Paris is well curated. We walked by a grocery store and saw immaculate piles of luscious fruit. "How much time does it take to do that every day?" one of us asked. "That's why the fruit is so expensive," answered the other. We nodded sagely. Berlin has a louche charm. There’s graffiti in Friedrichshain, the beer gardens, the art, reclaimed spaces, flea markets, and rough edges at bargain prices—creativity springs up like weeds. I highly recommend the Sunday brunches.
Saturday, November 12, 2005
Italech or Frenlian
In my French class there are four Italians, a Portuguese and me. For the first couple of weeks, we were all doing quiet well. Perhaps because we spent most of the time mastering, “My name is Annie, I am American, I am a student,” in French, of course. This week, however, classes got decisively harder. Suddenly we were talking about what the people from our country were like. When the teacher asked Amanda from Milan, the first thing she clarified for our saintly teacher is that, “In Italy, people are different depending on where they are from, the north, the center, or the south.” As she said that she was looking around both in trepidation and affirmation. But Carlo, the medical student from Naples sitting to my left was too lost to understand or maybe he was too busy secretly text messaging a hit out on her from his cell phone to respond.
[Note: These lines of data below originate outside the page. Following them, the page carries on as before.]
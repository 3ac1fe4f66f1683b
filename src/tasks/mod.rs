pub mod session_reaper;
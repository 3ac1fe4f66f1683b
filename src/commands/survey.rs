use crate::error::SurveyError;
use crate::handlers::round::{RoundView, apply_buttons, completion_text, load_attachments, round_view};
use crate::session::{Advance, SurveySession};
use crate::state::AppState;
use crate::survey::group_folders;
use chrono::Utc;
use log::{error, info};
use serenity::builder::CreateApplicationCommand;
use serenity::model::application::command::CommandOptionType;
use serenity::model::application::interaction::InteractionResponseType;
use serenity::model::application::interaction::application_command::ApplicationCommandInteraction;
use serenity::prelude::*;
use std::collections::HashMap;

pub fn create_survey_command(command: &mut CreateApplicationCommand) -> &mut CreateApplicationCommand {
    command
        .name("survey")
        .description("Rank AI-generated images")
        .create_option(|option| {
            option
                .name("start")
                .description("Start the ranking survey, or show your current round again")
                .kind(CommandOptionType::SubCommand)
        })
        .create_option(|option| {
            option
                .name("status")
                .description("Show your progress through the survey")
                .kind(CommandOptionType::SubCommand)
        })
}

pub async fn handle_survey_command(
    state: &AppState,
    ctx: &Context,
    command: &ApplicationCommandInteraction,
) -> Result<(), Box<dyn std::error::Error + Send + Sync>> {
    let subcommand_name = match command.data.options.first() {
        Some(option) => option.name.as_str(),
        None => {
            send_text(ctx, command, "No subcommand provided").await?;
            return Ok(());
        }
    };

    match subcommand_name {
        "start" => handle_start(state, ctx, command).await?,
        "status" => handle_status(state, ctx, command).await?,
        _ => send_text(ctx, command, "Unknown subcommand").await?,
    }

    Ok(())
}

/// What `/survey start` posts back.
#[derive(Debug)]
enum StartReply {
    Round(RoundView),
    Finished(String),
}

/// Starts a fresh session, or re-posts the active round of an unfinished one.
/// A session whose final snapshot failed retries it here.
fn start_or_resume(
    state: &AppState,
    sessions: &mut HashMap<String, SurveySession>,
    user_id: &str,
) -> Result<StartReply, SurveyError> {
    let resumable = sessions
        .get(user_id)
        .map(|session| !session.is_finished())
        .unwrap_or(false);

    if !resumable {
        let folders = group_folders(&state.config.base_dir, state.config.total_rounds)?;
        let session = {
            let mut rng = rand::rng();
            SurveySession::start(user_id, folders, state.config.total_rounds, &mut rng)?
        };
        sessions.insert(user_id.to_string(), session);
    } else {
        info!("Resuming survey session for user {}", user_id);
    }

    let session = sessions.get_mut(user_id).ok_or(SurveyError::AlreadyComplete)?;
    session.touch(Utc::now());
    if let Some(current) = session.current_round() {
        return Ok(StartReply::Round(round_view(session, current)));
    }

    info!("Retrying final results for user {}", user_id);
    let outcome = {
        let mut rng = rand::rng();
        session.advance(&state.store, &mut rng)?
    };
    match outcome {
        Advance::Finished(report) => Ok(StartReply::Finished(completion_text(&report))),
        Advance::NextRound(_) => match session.current_round() {
            Some(current) => Ok(StartReply::Round(round_view(session, current))),
            None => Err(SurveyError::AlreadyComplete),
        },
    }
}

async fn handle_start(
    state: &AppState,
    ctx: &Context,
    command: &ApplicationCommandInteraction,
) -> Result<(), Box<dyn std::error::Error + Send + Sync>> {
    let user_id = command.user.id.to_string();
    let reply = {
        let mut sessions = state.sessions.lock().await;
        start_or_resume(state, &mut sessions, &user_id)
    };

    let view = match reply {
        Ok(StartReply::Round(view)) => view,
        Ok(StartReply::Finished(text)) => {
            send_text(ctx, command, &text).await?;
            return Ok(());
        }
        Err(e) => {
            error!("Cannot start survey for user {}: {}", user_id, e);
            send_text(ctx, command, &format!("Cannot start the survey: {}", e)).await?;
            return Ok(());
        }
    };

    let files = load_attachments(&view).await?;
    command
        .create_interaction_response(&ctx.http, |response| {
            response
                .kind(InteractionResponseType::ChannelMessageWithSource)
                .interaction_response_data(|message| {
                    message
                        .ephemeral(true)
                        .content(&view.content)
                        .add_files(files)
                        .components(|c| apply_buttons(c, &view))
                })
        })
        .await?;
    Ok(())
}

async fn handle_status(
    state: &AppState,
    ctx: &Context,
    command: &ApplicationCommandInteraction,
) -> Result<(), Box<dyn std::error::Error + Send + Sync>> {
    let user_id = command.user.id.to_string();
    let text = {
        let sessions = state.sessions.lock().await;
        match sessions.get(&user_id) {
            None => "You have no survey in progress. Run `/survey start` to begin.".to_string(),
            Some(session) => match (session.current_round(), session.final_report()) {
                (Some(current), _) => format!(
                    "Round {} of {}: {} of {} images ranked, {} round(s) saved.",
                    current.round(),
                    session.total_rounds(),
                    current.ranked_count(),
                    current.images().len(),
                    session.completed_rounds()
                ),
                (None, Some(report)) => completion_text(report),
                (None, None) => "All rounds are saved; press Next or run `/survey start` to write the final results.".to_string(),
            },
        }
    };
    send_text(ctx, command, &text).await?;
    Ok(())
}

async fn send_text(
    ctx: &Context,
    command: &ApplicationCommandInteraction,
    text: &str,
) -> Result<(), serenity::Error> {
    command
        .create_interaction_response(&ctx.http, |response| {
            response
                .kind(InteractionResponseType::ChannelMessageWithSource)
                .interaction_response_data(|message| message.content(text).ephemeral(true))
        })
        .await
}
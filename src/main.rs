mod commands;
mod config;
mod error;
mod handlers;
mod models;
mod session;
mod state;
mod store;
mod survey;
mod tasks;

use config::SurveyConfig;
use log::{error, info, warn};
use serenity::async_trait;
use serenity::model::application::interaction::Interaction;
use serenity::model::gateway::Ready;
use serenity::model::id::GuildId;
use serenity::prelude::*;
use state::AppState;
use std::sync::Arc;
use std::sync::atomic::{AtomicBool, Ordering};

struct Bot {
    state: Arc<AppState>,
    reaper_started: AtomicBool,
}

#[async_trait]
impl EventHandler for Bot {
    async fn interaction_create(&self, ctx: Context, interaction: Interaction) {
        let state = Arc::clone(&self.state);
        tokio::spawn(async move {
            handlers::handle_interaction(&state, &ctx, interaction).await;
        });
    }

    async fn ready(&self, ctx: Context, ready: Ready) {
        info!("{} is connected!", ready.user.name);

        let guild_id = self.state.config.guild_id.map(GuildId);
        let scope = guild_id.map_or_else(|| "global".to_string(), |id| format!("guild {}", id));
        match commands::register_commands(&ctx, guild_id).await {
            Ok(()) => info!("Registered /survey command ({})", scope),
            Err(why) => error!("Failed to register slash commands: {:?}", why),
        }

        // `ready` fires again after every reconnect.
        if !self.reaper_started.swap(true, Ordering::SeqCst) {
            let state = Arc::clone(&self.state);
            tokio::spawn(async move {
                tasks::session_reaper::reap_idle_sessions_task(state).await;
            });
        }
    }
}

#[tokio::main]
async fn main() {
    dotenvy::dotenv().ok();
    env_logger::init();

    let config = match SurveyConfig::from_env() {
        Ok(config) => config,
        Err(e) => {
            error!("Invalid configuration: {}", e);
            return;
        }
    };

    match survey::group_folders(&config.base_dir, config.total_rounds) {
        Ok(grouped) => info!(
            "Found images for {} of {} round(s) under {}",
            grouped.len(),
            config.total_rounds,
            config.base_dir.display()
        ),
        Err(e) => warn!("{}", e),
    }

    let token = config.token.clone();
    let state = Arc::new(AppState::new(config));
    info!(
        "Writing results to {} ({} round(s) already recorded)",
        state.store.path().display(),
        state.store.results().rounds.len()
    );

    let intents = GatewayIntents::GUILDS;
    let mut client = match Client::builder(&token, intents)
        .event_handler(Bot {
            state,
            reaper_started: AtomicBool::new(false),
        })
        .await
    {
        Ok(client) => client,
        Err(why) => {
            error!("Error creating client: {:?}", why);
            return;
        }
    };

    if let Err(why) = client.start().await {
        error!("Client error: {:?}", why);
    }
}
use crate::error::SurveyError;
use crate::models::{Category, RoundRecord, SurveyResults};
use crate::survey::scoring::scores_by_name;
use chrono::{DateTime, Local};
use log::{info, warn};
use serde::Serialize;
use std::collections::BTreeMap;
use std::fs;
use std::path::{Path, PathBuf};
use std::sync::{Mutex, MutexGuard};

/// Running results file plus the timestamped snapshots written beside it.
pub struct ResultsStore {
    path: PathBuf,
    results: Mutex<SurveyResults>,
}

impl ResultsStore {
    /// Loads `path`; a missing or malformed file starts an empty store.
    pub fn open(path: impl Into<PathBuf>) -> Self {
        let path = path.into();
        let results = Self::load(&path);
        info!(
            "Results store at {} holds {} round(s)",
            path.display(),
            results.rounds.len()
        );
        Self {
            path,
            results: Mutex::new(results),
        }
    }

    fn load(path: &Path) -> SurveyResults {
        let raw = match fs::read_to_string(path) {
            Ok(raw) => raw,
            Err(e) if e.kind() == std::io::ErrorKind::NotFound => return SurveyResults::default(),
            Err(e) => {
                warn!("Cannot read {}: {}; starting empty", path.display(), e);
                return SurveyResults::default();
            }
        };
        match serde_json::from_str(&raw) {
            Ok(results) => results,
            Err(e) => {
                warn!("Malformed results file {}: {}; starting empty", path.display(), e);
                SurveyResults::default()
            }
        }
    }

    pub fn path(&self) -> &Path {
        &self.path
    }

    fn lock(&self) -> MutexGuard<'_, SurveyResults> {
        self.results.lock().unwrap_or_else(|poisoned| poisoned.into_inner())
    }

    pub fn results(&self) -> SurveyResults {
        self.lock().clone()
    }

    /// Appends one round and rewrites the running file. On a failed write the
    /// round is dropped again so the caller can retry.
    pub fn record_round(&self, record: RoundRecord) -> Result<(), SurveyError> {
        let mut results = self.lock();
        results.rounds.push(record);
        if let Err(e) = write_json(&self.path, &*results) {
            results.rounds.pop();
            return Err(e);
        }
        Ok(())
    }

    /// Stores the final scores, rewrites the running file and writes a frozen
    /// snapshot. Returns the snapshot path.
    pub fn finalize(
        &self,
        scores: &BTreeMap<Category, u32>,
        at: DateTime<Local>,
    ) -> Result<PathBuf, SurveyError> {
        let mut results = self.lock();
        results.final_scores = scores_by_name(scores);
        write_json(&self.path, &*results)?;

        let snapshot = self.unused_snapshot_path(at);
        write_json(&snapshot, &*results)?;
        info!("Wrote final snapshot {}", snapshot.display());
        Ok(snapshot)
    }

    /// `ranking_results.json` -> `ranking_results_<YYYYmmdd_HHMMSS>.json`
    pub fn snapshot_path(&self, at: DateTime<Local>) -> PathBuf {
        let stem = self
            .path
            .file_stem()
            .map(|s| s.to_string_lossy().into_owned())
            .unwrap_or_else(|| "ranking_results".to_string());
        let name = format!("{}_{}.json", stem, at.format("%Y%m%d_%H%M%S"));
        self.path.with_file_name(name)
    }

    /// `snapshot_path`, with `_2`, `_3`, ... appended when that name is taken.
    fn unused_snapshot_path(&self, at: DateTime<Local>) -> PathBuf {
        let base = self.snapshot_path(at);
        if !base.exists() {
            return base;
        }
        let stem = base
            .file_stem()
            .map(|s| s.to_string_lossy().into_owned())
            .unwrap_or_default();
        let mut n = 2;
        loop {
            let candidate = base.with_file_name(format!("{}_{}.json", stem, n));
            if !candidate.exists() {
                return candidate;
            }
            n += 1;
        }
    }
}

fn encode(results: &SurveyResults) -> Result<Vec<u8>, SurveyError> {
    let mut buf = Vec::new();
    let formatter = serde_json::ser::PrettyFormatter::with_indent(b"    ");
    let mut ser = serde_json::Serializer::with_formatter(&mut buf, formatter);
    results.serialize(&mut ser)?;
    Ok(buf)
}

fn write_json(path: &Path, results: &SurveyResults) -> Result<(), SurveyError> {
    let body = encode(results)?;
    let io_err = |source| SurveyError::WriteResults {
        path: path.to_path_buf(),
        source,
    };

    if let Some(parent) = path.parent().filter(|p| !p.as_os_str().is_empty()) {
        fs::create_dir_all(parent).map_err(io_err)?;
    }

    let temp_path = path.with_extension("tmp");
    fs::write(&temp_path, &body).map_err(io_err)?;
    if let Err(e) = fs::rename(&temp_path, path) {
        let _ = fs::remove_file(&temp_path);
        return Err(io_err(e));
    }
    Ok(())
}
It was clear, though, that we all arrived at our linguistic ceilings with this exercise. The Italians’ bad French slid into a mix of French and Italian that left our teacher stymied. The rest of us, however, could understand perfectly this new freakish hybrid language since Italian and Portuguese aren’t too far apart and Spanish is like Italian’s younger sister in terms of languages. By the time the last Italian was asked, I think more Italian in a bad French accent was spoken than anything else. One of the Italian students would say something and the rest of us would nod in agreement, while the poor teacher seemed stuck, so she just gave us our homewokr and sent us home. As we walked out we all lamented how we were going to end up speaking a language that only the 5 of us could understand.